Top of Record excerpts
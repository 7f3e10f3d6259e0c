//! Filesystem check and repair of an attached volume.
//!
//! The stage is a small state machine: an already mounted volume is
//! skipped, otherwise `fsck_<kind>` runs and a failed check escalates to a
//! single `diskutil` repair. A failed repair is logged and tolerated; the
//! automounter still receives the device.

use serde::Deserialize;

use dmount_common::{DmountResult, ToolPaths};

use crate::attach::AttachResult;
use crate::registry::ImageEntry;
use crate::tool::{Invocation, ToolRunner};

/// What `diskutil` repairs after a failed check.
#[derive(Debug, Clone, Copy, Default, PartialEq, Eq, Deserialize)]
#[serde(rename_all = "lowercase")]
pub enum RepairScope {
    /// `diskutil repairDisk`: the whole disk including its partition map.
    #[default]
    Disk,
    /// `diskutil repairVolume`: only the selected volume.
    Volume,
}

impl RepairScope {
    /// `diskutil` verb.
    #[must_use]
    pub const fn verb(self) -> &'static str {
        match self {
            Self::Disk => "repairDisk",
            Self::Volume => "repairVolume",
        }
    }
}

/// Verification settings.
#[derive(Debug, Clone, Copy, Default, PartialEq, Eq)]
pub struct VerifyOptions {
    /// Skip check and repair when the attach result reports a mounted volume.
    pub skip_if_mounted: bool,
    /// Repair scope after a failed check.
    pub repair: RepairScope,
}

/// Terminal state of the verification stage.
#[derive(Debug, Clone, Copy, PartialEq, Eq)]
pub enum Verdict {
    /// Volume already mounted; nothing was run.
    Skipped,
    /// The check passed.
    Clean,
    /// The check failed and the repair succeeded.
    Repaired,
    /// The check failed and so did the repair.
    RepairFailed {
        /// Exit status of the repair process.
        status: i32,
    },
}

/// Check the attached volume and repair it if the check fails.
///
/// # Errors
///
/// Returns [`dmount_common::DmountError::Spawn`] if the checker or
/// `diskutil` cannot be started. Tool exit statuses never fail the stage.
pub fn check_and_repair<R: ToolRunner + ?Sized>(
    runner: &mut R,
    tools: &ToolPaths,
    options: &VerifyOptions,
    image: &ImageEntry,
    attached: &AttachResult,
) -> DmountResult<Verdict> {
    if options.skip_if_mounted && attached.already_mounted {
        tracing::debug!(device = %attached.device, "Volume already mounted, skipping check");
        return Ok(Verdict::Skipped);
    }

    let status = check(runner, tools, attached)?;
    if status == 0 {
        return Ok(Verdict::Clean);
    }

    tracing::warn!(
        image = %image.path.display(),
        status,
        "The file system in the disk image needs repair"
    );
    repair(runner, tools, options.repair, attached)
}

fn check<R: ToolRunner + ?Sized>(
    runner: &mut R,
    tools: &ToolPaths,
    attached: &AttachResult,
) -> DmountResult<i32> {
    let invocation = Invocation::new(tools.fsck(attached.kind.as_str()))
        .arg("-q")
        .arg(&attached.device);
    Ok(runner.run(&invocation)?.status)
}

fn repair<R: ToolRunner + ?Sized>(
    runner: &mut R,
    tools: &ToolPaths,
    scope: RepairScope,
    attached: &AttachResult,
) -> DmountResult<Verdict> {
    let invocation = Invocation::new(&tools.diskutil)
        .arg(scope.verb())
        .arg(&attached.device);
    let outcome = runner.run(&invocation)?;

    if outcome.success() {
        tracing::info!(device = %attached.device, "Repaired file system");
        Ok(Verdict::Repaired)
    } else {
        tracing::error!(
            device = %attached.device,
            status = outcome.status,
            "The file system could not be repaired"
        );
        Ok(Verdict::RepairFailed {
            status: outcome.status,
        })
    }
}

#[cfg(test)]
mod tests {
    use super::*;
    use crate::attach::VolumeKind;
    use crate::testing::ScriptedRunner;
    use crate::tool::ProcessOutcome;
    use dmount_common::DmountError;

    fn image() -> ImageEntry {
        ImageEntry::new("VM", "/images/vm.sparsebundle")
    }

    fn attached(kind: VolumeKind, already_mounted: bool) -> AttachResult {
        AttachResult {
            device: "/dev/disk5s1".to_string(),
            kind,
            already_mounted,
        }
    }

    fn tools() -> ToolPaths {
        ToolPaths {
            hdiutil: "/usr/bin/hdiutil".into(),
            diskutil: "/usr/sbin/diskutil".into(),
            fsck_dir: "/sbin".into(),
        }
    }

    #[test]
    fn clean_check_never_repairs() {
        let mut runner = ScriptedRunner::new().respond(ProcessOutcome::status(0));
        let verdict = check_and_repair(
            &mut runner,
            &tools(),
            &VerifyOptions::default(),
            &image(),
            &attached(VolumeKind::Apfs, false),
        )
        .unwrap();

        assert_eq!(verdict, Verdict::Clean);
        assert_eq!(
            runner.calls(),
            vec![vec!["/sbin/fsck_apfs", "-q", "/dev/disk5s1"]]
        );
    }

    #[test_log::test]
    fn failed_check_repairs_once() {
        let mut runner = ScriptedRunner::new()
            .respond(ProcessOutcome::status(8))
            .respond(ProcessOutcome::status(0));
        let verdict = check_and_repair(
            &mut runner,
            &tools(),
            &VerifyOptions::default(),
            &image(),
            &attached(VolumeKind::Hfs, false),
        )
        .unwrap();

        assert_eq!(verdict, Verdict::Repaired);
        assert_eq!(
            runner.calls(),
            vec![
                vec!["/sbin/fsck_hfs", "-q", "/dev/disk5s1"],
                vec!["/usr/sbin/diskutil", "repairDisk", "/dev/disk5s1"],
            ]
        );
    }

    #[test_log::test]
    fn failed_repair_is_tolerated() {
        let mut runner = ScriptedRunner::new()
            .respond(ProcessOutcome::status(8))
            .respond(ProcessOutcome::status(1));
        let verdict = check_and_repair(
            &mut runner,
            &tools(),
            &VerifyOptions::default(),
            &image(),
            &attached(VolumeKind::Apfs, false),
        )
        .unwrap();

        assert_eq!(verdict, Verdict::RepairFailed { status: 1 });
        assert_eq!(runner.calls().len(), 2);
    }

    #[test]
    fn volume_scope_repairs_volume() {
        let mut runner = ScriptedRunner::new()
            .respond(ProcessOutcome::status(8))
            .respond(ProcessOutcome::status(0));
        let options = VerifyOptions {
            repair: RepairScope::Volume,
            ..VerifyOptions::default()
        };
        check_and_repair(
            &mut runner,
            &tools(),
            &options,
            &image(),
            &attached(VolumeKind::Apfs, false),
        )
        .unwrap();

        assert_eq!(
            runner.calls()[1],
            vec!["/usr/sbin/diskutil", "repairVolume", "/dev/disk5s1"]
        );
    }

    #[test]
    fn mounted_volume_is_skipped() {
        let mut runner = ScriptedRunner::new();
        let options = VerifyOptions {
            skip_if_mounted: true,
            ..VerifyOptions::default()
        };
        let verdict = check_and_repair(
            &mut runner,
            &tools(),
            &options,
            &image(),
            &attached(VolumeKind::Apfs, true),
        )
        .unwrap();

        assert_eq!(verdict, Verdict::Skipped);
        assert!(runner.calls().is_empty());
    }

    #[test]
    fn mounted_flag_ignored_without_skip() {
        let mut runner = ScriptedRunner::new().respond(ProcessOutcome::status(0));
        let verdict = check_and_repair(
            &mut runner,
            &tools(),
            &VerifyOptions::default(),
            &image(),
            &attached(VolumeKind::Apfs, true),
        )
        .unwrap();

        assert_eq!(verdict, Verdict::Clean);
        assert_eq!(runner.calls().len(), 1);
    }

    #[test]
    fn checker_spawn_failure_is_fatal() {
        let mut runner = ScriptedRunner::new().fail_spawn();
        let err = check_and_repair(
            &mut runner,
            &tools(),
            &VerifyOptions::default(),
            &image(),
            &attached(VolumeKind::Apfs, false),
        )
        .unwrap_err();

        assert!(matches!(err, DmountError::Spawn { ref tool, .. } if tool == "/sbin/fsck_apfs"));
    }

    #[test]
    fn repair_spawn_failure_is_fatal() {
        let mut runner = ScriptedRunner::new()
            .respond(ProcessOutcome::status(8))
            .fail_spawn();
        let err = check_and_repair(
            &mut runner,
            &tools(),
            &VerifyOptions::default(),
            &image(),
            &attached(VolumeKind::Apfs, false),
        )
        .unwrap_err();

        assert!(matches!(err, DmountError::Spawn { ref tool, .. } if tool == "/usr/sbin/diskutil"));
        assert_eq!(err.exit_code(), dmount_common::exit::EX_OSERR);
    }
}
Bottom of Record excerpts
Top of Record excerpts
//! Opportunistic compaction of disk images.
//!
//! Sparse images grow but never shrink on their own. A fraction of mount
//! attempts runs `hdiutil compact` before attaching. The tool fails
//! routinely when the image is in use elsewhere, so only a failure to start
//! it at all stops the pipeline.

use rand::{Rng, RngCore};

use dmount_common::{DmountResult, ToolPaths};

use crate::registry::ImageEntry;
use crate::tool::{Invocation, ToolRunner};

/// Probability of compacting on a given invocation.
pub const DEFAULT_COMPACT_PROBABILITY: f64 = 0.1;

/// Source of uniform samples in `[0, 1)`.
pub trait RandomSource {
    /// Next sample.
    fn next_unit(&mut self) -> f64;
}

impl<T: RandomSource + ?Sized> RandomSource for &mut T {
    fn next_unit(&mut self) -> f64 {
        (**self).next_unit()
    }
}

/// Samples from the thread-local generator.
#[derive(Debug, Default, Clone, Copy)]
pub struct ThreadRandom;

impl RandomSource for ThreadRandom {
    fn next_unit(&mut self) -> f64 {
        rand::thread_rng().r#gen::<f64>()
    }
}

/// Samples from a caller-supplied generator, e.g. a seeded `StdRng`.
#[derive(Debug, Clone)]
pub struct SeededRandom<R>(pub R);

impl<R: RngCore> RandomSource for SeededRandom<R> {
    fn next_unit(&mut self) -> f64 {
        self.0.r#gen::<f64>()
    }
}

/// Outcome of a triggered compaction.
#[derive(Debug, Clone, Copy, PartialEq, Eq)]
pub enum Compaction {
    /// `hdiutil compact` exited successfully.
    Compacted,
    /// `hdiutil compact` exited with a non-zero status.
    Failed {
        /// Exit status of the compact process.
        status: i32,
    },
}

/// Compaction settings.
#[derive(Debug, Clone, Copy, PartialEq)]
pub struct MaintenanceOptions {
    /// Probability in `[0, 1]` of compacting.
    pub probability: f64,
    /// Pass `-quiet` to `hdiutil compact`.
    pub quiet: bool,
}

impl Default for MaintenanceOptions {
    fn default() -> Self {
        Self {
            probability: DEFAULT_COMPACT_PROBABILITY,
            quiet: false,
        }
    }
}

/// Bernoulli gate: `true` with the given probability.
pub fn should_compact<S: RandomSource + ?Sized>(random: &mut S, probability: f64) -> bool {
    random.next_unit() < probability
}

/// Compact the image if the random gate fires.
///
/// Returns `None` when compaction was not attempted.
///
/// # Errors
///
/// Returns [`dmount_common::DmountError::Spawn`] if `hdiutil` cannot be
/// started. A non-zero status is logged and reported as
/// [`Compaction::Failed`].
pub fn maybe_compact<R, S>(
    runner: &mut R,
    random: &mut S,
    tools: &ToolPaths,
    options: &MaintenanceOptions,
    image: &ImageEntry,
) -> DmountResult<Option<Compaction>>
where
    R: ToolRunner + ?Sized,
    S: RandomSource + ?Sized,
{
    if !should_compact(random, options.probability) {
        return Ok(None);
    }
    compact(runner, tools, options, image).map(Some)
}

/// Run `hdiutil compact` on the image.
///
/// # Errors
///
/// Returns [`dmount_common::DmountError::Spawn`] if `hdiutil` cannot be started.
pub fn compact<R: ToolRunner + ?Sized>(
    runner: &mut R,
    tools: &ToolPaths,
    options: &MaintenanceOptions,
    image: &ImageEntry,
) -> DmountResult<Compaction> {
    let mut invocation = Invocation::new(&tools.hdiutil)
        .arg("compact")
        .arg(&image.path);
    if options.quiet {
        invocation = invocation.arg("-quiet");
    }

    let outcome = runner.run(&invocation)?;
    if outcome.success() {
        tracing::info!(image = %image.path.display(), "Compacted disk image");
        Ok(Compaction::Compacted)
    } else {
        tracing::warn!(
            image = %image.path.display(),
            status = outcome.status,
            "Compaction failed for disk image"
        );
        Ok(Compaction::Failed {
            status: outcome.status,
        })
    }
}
Bottom of Record excerpts
Where the data above reaches the line holding "repository 7f3e10f3d6259e0c", begin printing, and stop after the line holding "use crate::attach::AttachResult;". Each line must be reproduced exactly, with nothing else added.

Task solution:
repository 7f3e10f3d6259e0c
//! Filesystem check and repair of an attached volume.
//!
//! The stage is a small state machine: an already mounted volume is
//! skipped, otherwise `fsck_<kind>` runs and a failed check escalates to a
//! single `diskutil` repair. A failed repair is logged and tolerated; the
//! automounter still receives the device.

use serde::Deserialize;

use dmount_common::{DmountResult, ToolPaths};

use crate::attach::AttachResult;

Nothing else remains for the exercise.